Beware of low-quality evidence. Authors cite research studies to “prove a point”, but does the paper really prove what the author claims? Most people don’t have the time nor the skills to check the quality of research papers, and even more distressingly, the Replication Crisis indicates that many findings in fields like psychology, sociology, medicine, and economics don’t hold up when other researchers try to replicate them. 

For example, a 2015 attempt to reproduce 100 psychology studies was able to replicate only 39 of them. An effort in 2018 to reproduce prominent studies found that 14 of the 28 replicated, and an attempt to replicate studies from top journals Nature and Science found that only 13 of 21 could be reproduced.

I groan every time I read a current book or article where an author references a discredited study to support their thesis, where this information was available before the author published the piece. Instant believability #FAIL. (e.g. Power posing will make you act bolder, Self-control is a limited resource, The Stanford prison experiment, Milgram’s electric shock obedience experiment, The marshmallow test for delayed gratification, The priming effect – and that’s just a small sample of debunked studies).  

Beware of polished speakers. 

From Cedric, “Speakers have access to a vast array of persuasive rhetorical devices not available to writers. It seems bizarre that merely speaking well can make a stupid idea convincing, but listening carefully to the contents of the average TED talk will make this very clear – very few TED speakers are worth really listening to.”

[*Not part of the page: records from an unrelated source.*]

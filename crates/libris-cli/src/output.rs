//! Output formatting for CLI
//!
//! Provides consistent output formatting across all commands:
//! - Human-readable default output
//! - JSON output (--json flag)
//! - Quiet mode for scripting (--quiet flag)

use serde::Serialize;

use libris_core::{Book, Course, Dashboard, Student, SystemLog, Transaction};

/// Output format options
#[derive(Debug, Clone, Copy, PartialEq, Eq)]
pub enum OutputFormat {
    /// Human-readable output (default)
    Human,
    /// JSON output
    Json,
    /// Quiet mode - minimal output
    Quiet,
}

impl OutputFormat {
    /// Create format from CLI flags
    pub fn from_flags(json: bool, quiet: bool) -> Self {
        if quiet {
            OutputFormat::Quiet
        } else if json {
            OutputFormat::Json
        } else {
            OutputFormat::Human
        }
    }
}

/// Output helper for consistent formatting
pub struct Output {
    /// The output format
    pub format: OutputFormat,
}

impl Output {
    pub fn new(format: OutputFormat) -> Self {
        Self { format }
    }

    /// Check if output is in quiet mode
    pub fn is_quiet(&self) -> bool {
        matches!(self.format, OutputFormat::Quiet)
    }

    pub fn is_json(&self) -> bool {
        matches!(self.format, OutputFormat::Json)
    }

    /// Print a single book
    pub fn print_book(&self, book: &Book) {
        match self.format {
            OutputFormat::Human => {
                println!("ID:        {}", book.id);
                println!("Title:     {}", book.title);
                println!("Author:    {}", book.author);
                println!("ISBN:      {}", book.isbn);
                println!("Edition:   {}", book.edition);
                println!("Course:    {}", book.course);
                println!(
                    "Copies:    {} available of {}",
                    book.available_copies, book.total_copies
                );
            }
            OutputFormat::Json => print_json(book),
            OutputFormat::Quiet => println!("{}", book.id),
        }
    }

    /// Print a list of books
    pub fn print_books(&self, books: &[Book]) {
        match self.format {
            OutputFormat::Human => {
                if books.is_empty() {
                    println!("No books found.");
                    return;
                }
                for book in books {
                    println!(
                        "{:>4} | {} | {} | {} | {}/{}",
                        book.id,
                        truncate(&book.title, 35),
                        truncate(&book.author, 20),
                        book.course,
                        book.available_copies,
                        book.total_copies
                    );
                }
                println!("\n{} book(s)", books.len());
            }
            OutputFormat::Json => print_json(books),
            OutputFormat::Quiet => {
                for book in books {
                    println!("{}", book.id);
                }
            }
        }
    }

    /// Print a single student
    pub fn print_student(&self, student: &Student) {
        match self.format {
            OutputFormat::Human => {
                println!("ID:       {}", student.id);
                println!("Name:     {}", student.full_name);
                println!("Contact:  {}", student.contact_no);
                println!("Course:   {}", student.course);
                println!("Enrolled: {}", student.enrolled_year);
            }
            OutputFormat::Json => print_json(student),
            OutputFormat::Quiet => println!("{}", student.id),
        }
    }

    /// Print a list of students
    pub fn print_students(&self, students: &[Student]) {
        match self.format {
            OutputFormat::Human => {
                if students.is_empty() {
                    println!("No students found.");
                    return;
                }
                for student in students {
                    println!(
                        "{} | {} | {} | {} | {}",
                        student.id,
                        truncate(&student.full_name, 30),
                        student.contact_no,
                        student.course,
                        student.enrolled_year
                    );
                }
                println!("\n{} student(s)", students.len());
            }
            OutputFormat::Json => print_json(students),
            OutputFormat::Quiet => {
                for student in students {
                    println!("{}", student.id);
                }
            }
        }
    }

    /// Print a single transaction
    pub fn print_transaction(&self, transaction: &Transaction) {
        match self.format {
            OutputFormat::Human => {
                println!("Transaction: {}", transaction.id);
                println!("Book:        {} ({})", transaction.book_title, transaction.book_id);
                println!(
                    "Student:     {} ({}, {})",
                    transaction.student_name, transaction.student_id, transaction.student_course
                );
                println!("Checked out: {}", transaction.checkout_date);
                if let Some(date) = transaction.checkin_date {
                    println!("Checked in:  {}", date);
                }
                println!("Status:      {}", transaction.status.label());
            }
            OutputFormat::Json => print_json(transaction),
            OutputFormat::Quiet => println!("{}", transaction.id),
        }
    }

    /// Print a list of transactions
    pub fn print_transactions(&self, transactions: &[Transaction]) {
        match self.format {
            OutputFormat::Human => {
                if transactions.is_empty() {
                    println!("No records found.");
                    return;
                }
                for t in transactions {
                    let checkin = t
                        .checkin_date
                        .map(|d| d.to_string())
                        .unwrap_or_else(|| "-".to_string());
                    println!(
                        "{:>4} | {} | {} ({}) | {} | {} | {} | {}",
                        t.id,
                        truncate(&t.book_title, 30),
                        truncate(&t.student_name, 20),
                        t.student_id,
                        t.student_course,
                        t.checkout_date,
                        checkin,
                        t.status.label()
                    );
                }
                println!("\n{} record(s)", transactions.len());
            }
            OutputFormat::Json => print_json(transactions),
            OutputFormat::Quiet => {
                for t in transactions {
                    println!("{}", t.id);
                }
            }
        }
    }

    /// Print a single course
    pub fn print_course(&self, course: &Course) {
        match self.format {
            OutputFormat::Human => {
                println!("Code:     {}", course.code);
                println!("Name:     {}", course.name);
                println!("Duration: {} year(s)", course.duration);
                println!("Credits:  {}", course.credits);
            }
            OutputFormat::Json => print_json(course),
            OutputFormat::Quiet => println!("{}", course.code),
        }
    }

    /// Print a list of courses
    pub fn print_courses(&self, courses: &[Course]) {
        match self.format {
            OutputFormat::Human => {
                if courses.is_empty() {
                    println!("No courses found.");
                    return;
                }
                for course in courses {
                    println!(
                        "{} | {} | {}y | {} credits",
                        course.code,
                        truncate(&course.name, 50),
                        course.duration,
                        course.credits
                    );
                }
                println!("\n{} course(s)", courses.len());
            }
            OutputFormat::Json => print_json(courses),
            OutputFormat::Quiet => {
                for course in courses {
                    println!("{}", course.code);
                }
            }
        }
    }

    /// Print audit log entries
    pub fn print_logs(&self, logs: &[SystemLog]) {
        match self.format {
            OutputFormat::Human => {
                if logs.is_empty() {
                    println!("No log entries found.");
                    return;
                }
                for log in logs {
                    println!(
                        "{} | {} | {} | {}",
                        log.timestamp.format("%Y-%m-%d %H:%M:%S"),
                        log.user,
                        log.action,
                        log.details
                    );
                }
                println!("\n{} entry/entries", logs.len());
            }
            OutputFormat::Json => print_json(logs),
            OutputFormat::Quiet => {
                for log in logs {
                    println!("{}", log.id);
                }
            }
        }
    }

    /// Print the dashboard: totals, per-course figures and recent activity
    pub fn print_dashboard(&self, dashboard: &Dashboard) {
        let stats = &dashboard.library;
        match self.format {
            OutputFormat::Human => {
                println!("{}", dashboard.library_name);
                println!("{}", "=".repeat(dashboard.library_name.chars().count()));
                println!();
                println!("Books:            {}", stats.total_books);
                println!("Total copies:     {}", stats.total_copies);
                println!("Available copies: {}", stats.available_copies);
                println!("Checked out:      {}", stats.checked_out_books);
                println!("Students:         {}", stats.total_students);
                println!("Transactions:     {}", stats.total_transactions);

                if !dashboard.courses.is_empty() {
                    println!();
                    println!("── By course ──");
                    for course in &dashboard.courses {
                        println!(
                            "{} | {} book(s) | {}/{} copies | {} student(s)",
                            course.course_code,
                            course.total_books,
                            course.available_copies,
                            course.total_copies,
                            course.total_students
                        );
                    }
                }

                println!();
                println!("── Recent activity ──");
                if dashboard.recent_activity.is_empty() {
                    println!("No recent activity");
                }
                for transaction in &dashboard.recent_activity {
                    println!(
                        "{} | {} | {} | {}",
                        transaction.checkout_date,
                        truncate(&transaction.book_title, 40),
                        transaction.student_name,
                        transaction.status.label()
                    );
                }
            }
            OutputFormat::Json => print_json(dashboard),
            OutputFormat::Quiet => {
                println!(
                    "{} {} {}",
                    stats.total_books, stats.available_copies, stats.checked_out_books
                );
            }
        }
    }

    /// Print a success message
    pub fn success(&self, message: &str) {
        match self.format {
            OutputFormat::Human => println!("✓ {}", message),
            OutputFormat::Json => {
                println!(
                    "{}",
                    serde_json::json!({"status": "success", "message": message})
                );
            }
            OutputFormat::Quiet => {}
        }
    }

    /// Check if we should prompt for confirmation
    pub fn should_prompt(&self) -> bool {
        self.format == OutputFormat::Human
    }

    /// Print an informational message
    pub fn message(&self, msg: &str) {
        match self.format {
            OutputFormat::Human => println!("{}", msg),
            OutputFormat::Json => {
                println!("{}", serde_json::json!({"message": msg}));
            }
            OutputFormat::Quiet => {}
        }
    }
}

fn print_json<T: Serialize + ?Sized>(value: &T) {
    match serde_json::to_string_pretty(value) {
        Ok(json) => println!("{}", json),
        Err(e) => eprintln!("Failed to encode output as JSON: {}", e),
    }
}

/// Truncate a string to max characters, adding "..." if truncated
fn truncate(s: &str, max_len: usize) -> String {
    if s.chars().count() <= max_len {
        s.to_string()
    } else {
        let kept: String = s.chars().take(max_len.saturating_sub(3)).collect();
        format!("{}...", kept)
    }
}
//! Interactive prompts
//!
//! Used for confirmations, credentials and field-by-field editing when the
//! values were not given as flags.

use anyhow::{bail, Result};
use std::io::{self, Write};

/// Whether stdin is attached to a terminal
pub fn is_interactive() -> bool {
    atty::is(atty::Stream::Stdin)
}

/// Prompt for confirmation
///
/// Returns true if user confirms, false otherwise.
/// In non-interactive mode (no TTY), returns false.
pub fn confirm(prompt: &str) -> Result<bool> {
    if !is_interactive() {
        return Ok(false);
    }

    print!("{} [y/N] ", prompt);
    io::stdout().flush()?;

    Ok(is_yes(&read_line()?))
}

/// Prompt with a default value, returns None if user keeps default
pub fn prompt_with_default(prompt: &str, default: &str) -> Result<Option<String>> {
    if default.is_empty() {
        print!("{}: ", prompt);
    } else {
        print!("{} [{}]: ", prompt, default);
    }
    io::stdout().flush()?;

    let input = read_line()?;
    if input.is_empty() {
        Ok(None)
    } else {
        Ok(Some(input))
    }
}

/// Prompt for a value that must be given
pub fn prompt_required(prompt: &str) -> Result<String> {
    if !is_interactive() {
        bail!("{} is required", prompt);
    }

    print!("{}: ", prompt);
    io::stdout().flush()?;

    let input = read_line()?;
    if input.is_empty() {
        bail!("{} is required", prompt);
    }
    Ok(input)
}

fn read_line() -> Result<String> {
    let mut input = String::new();
    io::stdin().read_line(&mut input)?;
    Ok(input.trim().to_string())
}

fn is_yes(input: &str) -> bool {
    let input = input.trim().to_lowercase();
    input == "y" || input == "yes"
}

And, “As a degenerate test case, try applying the ‘listening carefully’ rule to Simon Sinek’s much lauded TED talk ‘Start With Why’. It’s bullshit, and Sinek isn’t believable.”

From Forbes: “Before he became a professional guru, Sinek worked in advertising. His tenure at Ogilvy & Mather and Euro RSCG taught him well. While some might say the actual content of his ideas is flimsy at best, the strategies he uses to sell them in the form of books, talks, and consulting engagements are remarkably effective.”

My take? Let’s see: spouting pseudoscientific nonsense about the brain that does not stand up to serious scrutiny, lots of generalizations citing vague sources, stating opinions as if they were facts, retro-fitting his frameworks to already successful companies …. I could go on.

I call it B.S. bordering on charlatanism. I don’t find Sinek to be believable at all, but I can’t argue with the man’s popularity. “Caveat emptor” is all I will say – a Latin phrase that can be roughly translated to “let the buyer beware”.